Women in agriculture urge Made to push for their concerns in budget

BY BYRON MUTINGWENDE

The Women’s Coalition of Zimbabwe has urged agriculture, irrigation and mechanization Minister Joseph Made to push a raft of reforms in the national budget so as to revive the economy.

This was highlighted at an Indaba on women’s issues for the 2016 Budget recently held in Harare Gardens.

Women in agriculture speaking through their representative, Thandiwe Chidavarume, the director of Women and Land in Zimbabwe, bemoaned effects of climate change which had among other things resulted in dry spells which caused moisture stress in crops and subsequently crop failure.

“For effective utilization of land and increased food production, there is need for production throughout the year. As women, we therefore request for irrigation equipment and drilling of boreholes in our provinces.
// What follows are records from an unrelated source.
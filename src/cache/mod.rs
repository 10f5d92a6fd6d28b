//! Context cache.
//!
//! Values computed for a request context are stored under
//! `(namespace, identifier, fingerprint)` and stamped with the version
//! counters current when the key was computed. Invalidation only ever bumps
//! counters:
//!
//! - **Item bump**: one `(namespace, identifier)` counter, every context.
//! - **Namespace bump**: every identifier of a namespace.
//! - **Product cascade**: items related through variations, packages and
//!   shop products.
//!
//! ## Configuration
//!
//! ```toml
//! [cache]
//! enabled = true
//! entry_limit = 10000
//! default_ttl_seconds = 300
//! ```

mod config;
mod context;
mod context_cache;
mod keys;
pub(crate) mod lock;
mod store;

pub use config::CacheConfig;
pub use context::{CacheContext, Contact};
pub use context_cache::{CascadeReport, ContextCache};
pub use keys::{CacheKey, Namespace, VersionKey, VersionStamp};
pub use store::{CacheBackend, CacheError, MemoryBackend, StoredEntry};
“To effectively work the land for maximum production, there is need for the farmer to have adequate machinery. We request for our share of the tractors and other related farming equipment as we are aware that the ministry of agriculture is receiving them from time to time.”

The women hailed the government for embarking on a livestock restocking exercise. They expressed their willingness to participate in the exercise since some of them owned vast tracts of land which would enable them to maximize production and export beef to markets like the European Union and goat meat to the Middle East.

Made was asked to put the Grain Marketing Board (GMB) in order since the parastatal had in the past disenfranchised farmers by paying them late for their produce.

“We request that they consider early payment of delivered produce to women farmers, that funds be released on delivery because we would have borrowed from different sources and need to pay back. One is unable to borrow further without returning initial loans for production.”

They said there was need for strong liaison among women farmers and agricultural extension workers in the provinces for concientisation on how to ensure quality and maximised production.

Seed houses were encouraged to stock small grains which mature early and have potential to withstand effects of climate change like a decrease in rainfall amounts.

Institutions like the Scientific and Industrial Research and Development Centre (SIRDC) and Harare Institute of Technology (HIT) were urged to produce appropriate and user-friendly processing equipment to enable farmers to add value to their produce at farm level.

The women hailed advancements in information and communication technologies which had led to effective communication across the farming value chain.

“Communication has now been enabled through the introduction of user friendly technologies. Information can now easily be relayed to most farmers even those in the most remote areas of the country.

“The Agricultural Marketing Authority should partner with women-farmer organisations to disseminate information. Contract farming opportunities should be explored and shared with farmers to promote productivity.”

The women were against the high costs of inputs like fertilizer and seeds which made costs of production high, resulting in limited production of various crops. As a solution, they requested the government to be allowed to import the inputs duty free.